209208 Emerging Contaminant Risk Communication: Water Utilities and the Public Health Community

Wednesday, November 11, 2009: 12:30 PM

Gary A. Burlingame, MS in Envir Sci , Bureau of Laboratory Services, Philadelphia Water Department, Philadelphia, PA
Lisa J. Ragain, MAT , Aqua Vitae, Arlingotn, VA
The Philadelphia Water Department (PWD) serves over 1.5 million people by supplying over 250 million gallons a day, from three water treatment plants and over 250 million gallons of storage, through more than 3,000 miles of pipe. In the early 1990s, PWD conducted research on the emerging microbial contaminant Cryptosporidium . PWD shared its results with the public that while the parasite could be found in the rivers, the drinking water was safe. Philadelphia's newspapers came out with headlines that alarmed the public (e.g., “There's something in the water”). Subsequently, PWD began a risk communication process to put risks into context, and to frame risks associated with drinking water.

The PWD process involves a technical review of the issue, development of core messages, research, and outreach. This includes the local health department, academics, and public health organizations. In 2008 the Associated Press asked PWD for its drinking water research data on pharmaceuticals, another emerging contaminant. This time the local news in Philadelphia stated that the tap water was safe (e.g., “The infinitesimally small amounts of pharmaceuticals in Philadelphia's drinking water should not pose a health hazard”). The public was not alarmed, but did express and interest in preventive actions. PWD recognizes the benefits from its risk communication process, providing an example that benefits the community and the utility. As PWD continues to move forward in the risk communication process, our goal is to expand our work and collaborations with a wide range of the public health community.

Learning Objectives:
• Describe the goals and characteristics of risk communication for emerging contaminants associated with drinking water. • Evaluate the effectiveness of risk communication practice in achieving public health objectives. • Discuss the importance of building partnerships between water utilities and the public health sector. • Identify future risk communication needs and benefits for water utilities and public health practitioners.

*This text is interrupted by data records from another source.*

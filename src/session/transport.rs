//! Transport capability interface for the printer link.
//!
//! The session state machine is written against this small trait instead of
//! the NimBLE API directly, so the discovery/handshake/keep-alive logic can
//! be driven by a mock on the host. The real BLE binding lives in
//! [`crate::session::ble`] (esp32 feature).

use std::fmt;

/// Errors from the transport-level connect sequence.
///
/// All of these are recoverable: the session reacts by returning to
/// scanning, never by failing the process.
#[derive(Debug, Clone, PartialEq, Eq)]
pub enum LinkError {
    /// No discovered device to connect to.
    NoDevice,
    /// The transport-level connect itself failed.
    ConnectFailed,
    /// A required GATT service is absent on the peer.
    ServiceMissing(&'static str),
    /// A required characteristic is absent on the peer.
    CharacteristicMissing(&'static str),
    /// The inbound characteristic does not support notifications.
    NotifyUnsupported,
}

impl fmt::Display for LinkError {
    fn fmt(&self, f: &mut fmt::Formatter<'_>) -> fmt::Result {
        match self {
            Self::NoDevice => write!(f, "no device discovered"),
            Self::ConnectFailed => write!(f, "transport connect failed"),
            Self::ServiceMissing(which) => write!(f, "service missing: {}", which),
            Self::CharacteristicMissing(which) => {
                write!(f, "characteristic missing: {}", which)
            }
            Self::NotifyUnsupported => write!(f, "notify characteristic cannot notify"),
        }
    }
}

impl std::error::Error for LinkError {}

/// What the session needs from a wireless link.
///
/// Implementations own the radio handles. `teardown` must invalidate the
/// write handle before anything else so a late notification observing the
/// transport sees the session as already dead.
pub trait LinkTransport {
    /// Kick off (or re-arm) a scan for the printer's advertisement.
    fn start_scan(&mut self);

    /// Connect to the most recently discovered device and resolve the
    /// notify and write characteristics, registering the notify
    /// subscription.
    fn connect(&mut self) -> Result<(), LinkError>;

    /// Best-effort write to the outbound characteristic. Returns `false`
    /// when no write handle is present; the data is then dropped.
    fn write(&mut self, data: &[u8]) -> bool;

    /// Whether an outbound write handle is currently resolved.
    fn has_writer(&self) -> bool;

    /// Drop all transport handles and close any open connection.
    fn teardown(&mut self);
}
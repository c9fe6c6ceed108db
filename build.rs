fn main() {
    // Only run ESP-IDF build system when targeting ESP32 (Xtensa architecture)
    // Build scripts run on the host, so we check the TARGET env var
    if let Ok(target) = std::env::var("TARGET") {
        if target.contains("xtensa") {
            embuild::espidf::sysenv::output();
        }
    }
}
// Keymapper Core Library
// Per-device key remapping for Linux evdev keyboards

pub mod action;
pub mod backend;
pub mod config;
pub mod daemon;
pub mod event;
pub mod input;
pub mod key;
pub mod mapping;
pub mod registry;

pub use action::Action;
pub use backend::{DeviceBackend, Grab, InputSource, OutputSink, VirtualDeviceSpec};
pub use config::{Config, ConfigError, ConfigSource, MatchRule, CATCH_ALL_PATTERN};
pub use daemon::{Daemon, DaemonError, DaemonOptions};
pub use event::{RemapWorker, WorkerError, WorkerExit, WorkerState, EVENT_LOG_TARGET};
pub use input::{
    is_key_event, is_virtual_device, match_rule, virtual_device_name, DeviceCapabilities,
    DeviceIdentity, RawEvent, MAX_VIRTUAL_NAME_LEN, VIRTUAL_DEVICE_PREFIX,
};
pub use key::Key;
pub use mapping::{Destinations, Keymap, KeyList};
pub use registry::{ManagedDevice, Registry, RegistryError, StopToken};

#[cfg(feature = "evdev-backend")]
pub use backend::{BackendError, EvdevBackend};
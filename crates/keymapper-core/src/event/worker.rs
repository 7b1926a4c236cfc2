// Keymapper Remap Worker
// Per-device loop: mirror, grab, stream, translate, tear down

use std::io;
use std::sync::Arc;
use std::time::Duration;

use strum_macros::Display;

use crate::backend::{DeviceBackend, Grab, InputSource, OutputSink, VirtualDeviceSpec};
use crate::input::virtual_device_name;
use crate::mapping::KeyList;
use crate::registry::{ManagedDevice, Registry};

/// Log target of the per-key translation records
pub const EVENT_LOG_TARGET: &str = "keymapper::event";

/// Lifecycle of one device worker
#[derive(Debug, Clone, Copy, PartialEq, Eq, Display)]
pub enum WorkerState {
    Starting,
    Grabbing,
    Streaming,
    Stopping,
    Failed,
}

/// Why a worker gave up its device
#[derive(Debug, thiserror::Error)]
pub enum WorkerError {
    #[error("could not create virtual device: {0}")]
    VirtualDevice(#[source] io::Error),

    #[error("could not grab device: {0}")]
    Grab(#[source] io::Error),

    #[error("could not read device: {0}")]
    Read(#[source] io::Error),

    #[error("could not write to virtual device: {0}")]
    Write(#[source] io::Error),
}

/// How a worker ended
#[derive(Debug)]
pub enum WorkerExit {
    /// Stop token raised (device reaped or daemon shutting down)
    Stopped,
    Failed(WorkerError),
}

impl WorkerExit {
    pub fn state(&self) -> WorkerState {
        match self {
            WorkerExit::Stopped => WorkerState::Stopping,
            WorkerExit::Failed(_) => WorkerState::Failed,
        }
    }

    /// True when the device vanished while being read
    pub fn is_missing_device(&self) -> bool {
        matches!(self, WorkerExit::Failed(WorkerError::Read(_)))
    }

    /// True when another process holds the device exclusively
    pub fn is_grab_failure(&self) -> bool {
        matches!(self, WorkerExit::Failed(WorkerError::Grab(_)))
    }
}

/// Remaps the events of one managed device onto its own virtual device.
///
/// The worker owns the physical handle and the virtual device; whatever
/// way `run` exits, both are released and the registry entry is removed.
pub struct RemapWorker<B: DeviceBackend> {
    backend: Arc<B>,
    registry: Registry,
    device: ManagedDevice,
    input: B::Input,
    read_timeout: Duration,
}

impl<B: DeviceBackend> RemapWorker<B> {
    pub fn new(
        backend: Arc<B>,
        registry: Registry,
        device: ManagedDevice,
        input: B::Input,
        read_timeout: Duration,
    ) -> Self {
        Self {
            backend,
            registry,
            device,
            input,
            read_timeout,
        }
    }

    /// Run until the device fails or the stop token is raised.
    pub fn run(self) -> WorkerExit {
        self.run_then(|_, _| {})
    }

    /// Like `run`, but calls `on_exit` before the registry entry is released.
    pub fn run_then(mut self, on_exit: impl FnOnce(&ManagedDevice, &WorkerExit)) -> WorkerExit {
        let exit = self.remap();

        // Grab and virtual device are already released here.
        self.report(&exit);
        on_exit(&self.device, &exit);
        if self.registry.release(&self.device) {
            log::debug!("Unregistered {}", self.device.path().display());
        }
        exit
    }

    fn remap(&mut self) -> WorkerExit {
        self.transition(WorkerState::Starting);
        let spec = VirtualDeviceSpec {
            source: self.device.path().to_path_buf(),
            name: virtual_device_name(self.input.name()),
            identity: self.device.identity(),
            capabilities: self
                .input
                .capabilities()
                .with_keys(self.device.rule().keymap().targets()),
        };
        let mut output = match self.backend.create_virtual(&spec) {
            Ok(output) => output,
            Err(e) => return WorkerExit::Failed(WorkerError::VirtualDevice(e)),
        };

        self.transition(WorkerState::Grabbing);
        let mut grab = match Grab::acquire(&mut self.input) {
            Ok(grab) => grab,
            Err(e) => return WorkerExit::Failed(WorkerError::Grab(e)),
        };

        log::debug!("{}: {}", self.device.path().display(), WorkerState::Streaming);
        stream(&self.device, grab.source(), &mut output, self.read_timeout)
    }

    fn transition(&self, state: WorkerState) {
        log::debug!("{}: {}", self.device.path().display(), state);
    }

    fn report(&self, exit: &WorkerExit) {
        let path = self.device.path().display();
        let identity = self.device.identity();
        self.transition(exit.state());

        match exit {
            WorkerExit::Stopped => log::info!("Released device: {} ({})", path, identity),
            WorkerExit::Failed(WorkerError::Read(e)) => {
                log::info!("Missing device: {} ({}): {}", path, identity, e)
            }
            WorkerExit::Failed(e) => log::warn!("Dropping device {} ({}): {}", path, identity, e),
        }
    }
}

/// Translate events until the source fails or the device is asked to stop.
fn stream<I: InputSource, O: OutputSink>(
    device: &ManagedDevice,
    input: &mut I,
    output: &mut O,
    read_timeout: Duration,
) -> WorkerExit {
    let keymap = device.rule().keymap();

    while !device.stop_token().is_stopped() {
        let events = match input.read_events(read_timeout) {
            Ok(events) => events,
            Err(e) => return WorkerExit::Failed(WorkerError::Read(e)),
        };

        for event in events {
            // Non-key events are not mirrored.
            let Some((key, action)) = event.key_action() else {
                continue;
            };

            let destinations = keymap.resolve(&key);
            if !destinations.is_empty() {
                if let Err(e) = output.emit_keys(destinations, action) {
                    return WorkerExit::Failed(WorkerError::Write(e));
                }
            }

            log::info!(
                target: EVENT_LOG_TARGET,
                "Event device: {} ({}) [{}] > {} {}",
                device.path().display(),
                device.identity(),
                key,
                KeyList(destinations),
                action
            );
        }
    }

    WorkerExit::Stopped
}

#[cfg(test)]
mod tests {
    use super::*;
    use crate::input::RawEvent;
    use crate::{Action, Key};
    use std::collections::VecDeque;

    struct ScriptedInput {
        script: VecDeque<io::Result<Vec<RawEvent>>>,
    }

    impl InputSource for ScriptedInput {
        fn name(&self) -> &str {
            "scripted"
        }

        fn identity(&self) -> crate::input::DeviceIdentity {
            crate::input::DeviceIdentity::new(3, 1, 2, 3)
        }

        fn capabilities(&self) -> crate::input::DeviceCapabilities {
            crate::input::DeviceCapabilities::default()
        }

        fn grab(&mut self) -> io::Result<()> {
            Ok(())
        }

        fn ungrab(&mut self) -> io::Result<()> {
            Ok(())
        }

        fn read_events(&mut self, _timeout: Duration) -> io::Result<Vec<RawEvent>> {
            self.script
                .pop_front()
                .unwrap_or_else(|| Err(io::Error::from(io::ErrorKind::NotFound)))
        }
    }

    #[derive(Default)]
    struct RecordingOutput {
        batches: Vec<(Vec<Key>, Action)>,
        fail: bool,
    }

    impl OutputSink for RecordingOutput {
        fn emit_keys(&mut self, keys: &[Key], action: Action) -> io::Result<()> {
            if self.fail {
                return Err(io::Error::from(io::ErrorKind::BrokenPipe));
            }
            self.batches.push((keys.to_vec(), action));
            Ok(())
        }
    }

    fn managed(keymap: crate::mapping::Keymap) -> (Registry, ManagedDevice) {
        let registry = Registry::new();
        let rule = Arc::new(crate::config::MatchRule::new("^.*$", keymap).unwrap());
        let device = registry
            .register(
                "/dev/input/event0",
                crate::input::DeviceIdentity::new(3, 1, 2, 3),
                rule,
            )
            .unwrap();
        (registry, device)
    }

    #[test]
    fn test_stream_translates_then_fails_on_read_error() {
        let mut keymap = crate::mapping::Keymap::new();
        keymap.insert(Key(58), [Key(1)]);
        let (_registry, device) = managed(keymap);

        let mut input = ScriptedInput {
            script: VecDeque::from(vec![
                Ok(vec![
                    RawEvent::key(Key(58), Action::Press),
                    RawEvent::new(0, 0, 0),
                    RawEvent::key(Key(30), Action::Release),
                ]),
                Ok(vec![]),
            ]),
        };
        let mut output = RecordingOutput::default();

        let exit = stream(&device, &mut input, &mut output, Duration::from_millis(1));
        assert!(exit.is_missing_device());
        assert_eq!(
            output.batches,
            vec![
                (vec![Key(1)], Action::Press),
                (vec![Key(30)], Action::Release)
            ]
        );
    }

    #[test]
    fn test_stream_stops_on_token() {
        let (_registry, device) = managed(crate::mapping::Keymap::new());
        device.stop();

        let mut input = ScriptedInput {
            script: VecDeque::new(),
        };
        let mut output = RecordingOutput::default();
        let exit = stream(&device, &mut input, &mut output, Duration::from_millis(1));
        assert!(matches!(exit, WorkerExit::Stopped));
        assert_eq!(exit.state(), WorkerState::Stopping);
    }

    #[test]
    fn test_stream_write_error_fails() {
        let (_registry, device) = managed(crate::mapping::Keymap::new());
        let mut input = ScriptedInput {
            script: VecDeque::from(vec![Ok(vec![RawEvent::key(Key(30), Action::Press)])]),
        };
        let mut output = RecordingOutput {
            fail: true,
            ..Default::default()
        };

        let exit = stream(&device, &mut input, &mut output, Duration::from_millis(1));
        assert!(matches!(exit, WorkerExit::Failed(WorkerError::Write(_))));
        assert!(!exit.is_missing_device());
    }

    #[test]
    fn test_suppressed_key_emits_nothing() {
        let mut keymap = crate::mapping::Keymap::new();
        keymap.insert(Key(58), []);
        let (_registry, device) = managed(keymap);

        let mut input = ScriptedInput {
            script: VecDeque::from(vec![Ok(vec![RawEvent::key(Key(58), Action::Press)])]),
        };
        let mut output = RecordingOutput::default();
        stream(&device, &mut input, &mut output, Duration::from_millis(1));
        assert!(output.batches.is_empty());
    }

    #[test]
    fn test_worker_state_display() {
        assert_eq!(WorkerState::Streaming.to_string(), "Streaming");
        assert_eq!(WorkerState::Failed.to_string(), "Failed");
    }
}
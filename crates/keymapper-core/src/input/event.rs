// Keymapper Input Layer - Raw Events
// Backend-neutral input event and key event classification

use crate::{Action, Key};

/// EV_SYN event type code from input-event-codes.h
pub const EV_SYN: u16 = 0x00;

/// EV_KEY event type code from input-event-codes.h
pub const EV_KEY: u16 = 0x01;

/// EV_REL event type code from input-event-codes.h
pub const EV_REL: u16 = 0x02;

/// EV_MSC event type code from input-event-codes.h
pub const EV_MSC: u16 = 0x04;

/// Check if an event type is a key event.
pub fn is_key_event(event_type: u16) -> bool {
    event_type == EV_KEY
}

/// Raw input event as read from a physical device
#[derive(Debug, Clone, Copy, PartialEq, Eq)]
pub struct RawEvent {
    /// Event type (EV_KEY = 0x01)
    pub event_type: u16,
    /// Event code (the key code for EV_KEY)
    pub code: u16,
    /// Event value (0=Release, 1=Press, 2=Repeat for EV_KEY)
    pub value: i32,
}

impl RawEvent {
    pub fn new(event_type: u16, code: u16, value: i32) -> Self {
        Self {
            event_type,
            code,
            value,
        }
    }

    /// Build a key event
    pub fn key(key: Key, action: Action) -> Self {
        Self::new(EV_KEY, key.code(), action.value())
    }

    /// The key and its state, for key events with a known state.
    ///
    /// Returns `None` for every other event type, and for key events whose
    /// value is not a release, press or repeat.
    pub fn key_action(&self) -> Option<(Key, Action)> {
        if !is_key_event(self.event_type) {
            return None;
        }
        Action::from_value(self.value).map(|action| (Key::from(self.code), action))
    }
}

#[cfg(feature = "evdev-backend")]
impl From<evdev::InputEvent> for RawEvent {
    fn from(event: evdev::InputEvent) -> Self {
        Self::new(event.event_type().0, event.code(), event.value())
    }
}
// Keymapper Mapping Types
// Normalized per-rule keymap: source key -> ordered destination keys

use std::fmt;

use indexmap::IndexMap;
use smallvec::SmallVec;

use crate::Key;

/// Destination keys for one source key. Most mappings target one or two keys.
pub type Destinations = SmallVec<[Key; 4]>;

/// Keymap from a source key to the ordered keys it is translated into.
///
/// Keys without an entry pass through unchanged. An entry with an empty
/// destination list suppresses the source key.
#[derive(Debug, Clone, Default, PartialEq, Eq)]
pub struct Keymap {
    mappings: IndexMap<Key, Destinations>,
}

impl Keymap {
    /// Create an empty (pass-through) keymap
    pub fn new() -> Self {
        Self::default()
    }

    /// Insert a mapping, returning the previous destinations for `source`
    pub fn insert(
        &mut self,
        source: Key,
        destinations: impl IntoIterator<Item = Key>,
    ) -> Option<Destinations> {
        self.mappings
            .insert(source, destinations.into_iter().collect())
    }

    /// Destination keys for `source`: the mapped list, or `source` itself
    /// when the keymap has no entry for it.
    pub fn resolve<'a>(&'a self, source: &'a Key) -> &'a [Key] {
        match self.mappings.get(source) {
            Some(destinations) => destinations.as_slice(),
            None => std::slice::from_ref(source),
        }
    }

    /// Whether `source` has an explicit entry
    pub fn contains(&self, source: Key) -> bool {
        self.mappings.contains_key(&source)
    }

    /// Every key this keymap can emit (destination side), in first-seen order
    pub fn targets(&self) -> impl Iterator<Item = Key> + '_ {
        self.mappings.values().flatten().copied()
    }

    /// Iterate over mappings in insertion order
    pub fn iter(&self) -> impl Iterator<Item = (Key, &[Key])> {
        self.mappings.iter().map(|(k, v)| (*k, v.as_slice()))
    }

    pub fn len(&self) -> usize {
        self.mappings.len()
    }

    pub fn is_empty(&self) -> bool {
        self.mappings.is_empty()
    }
}

impl FromIterator<(Key, Vec<Key>)> for Keymap {
    fn from_iter<T: IntoIterator<Item = (Key, Vec<Key>)>>(iter: T) -> Self {
        let mut keymap = Keymap::new();
        for (source, destinations) in iter {
            keymap.insert(source, destinations);
        }
        keymap
    }
}

impl fmt::Display for Keymap {
    fn fmt(&self, f: &mut fmt::Formatter<'_>) -> fmt::Result {
        f.write_str("{")?;
        for (i, (source, destinations)) in self.iter().enumerate() {
            if i > 0 {
                f.write_str(", ")?;
            }
            write!(f, "{}: {}", source, KeyList(destinations))?;
        }
        f.write_str("}")
    }
}

/// Formats a slice of keys as `[KEY_A, KEY_B]`.
pub struct KeyList<'a>(pub &'a [Key]);

impl fmt::Display for KeyList<'_> {
    fn fmt(&self, f: &mut fmt::Formatter<'_>) -> fmt::Result {
        f.write_str("[")?;
        for (i, key) in self.0.iter().enumerate() {
            if i > 0 {
                f.write_str(", ")?;
            }
            write!(f, "{}", key)?;
        }
        f.write_str("]")
    }
}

Keywords: Risk Communication, Water Quality

Presenting author's disclosure statement:

Qualified on the content I am responsible for because: I am a water quality specialist that developed the risk communication program for the Philadelphia Water Department
Any relevant financial relationships? No

I agree to comply with the American Public Health Association Conflict of Interest and Commercial Support Guidelines, and to disclose to the participants any off-label or experimental uses of a commercial product or service discussed in my presentation.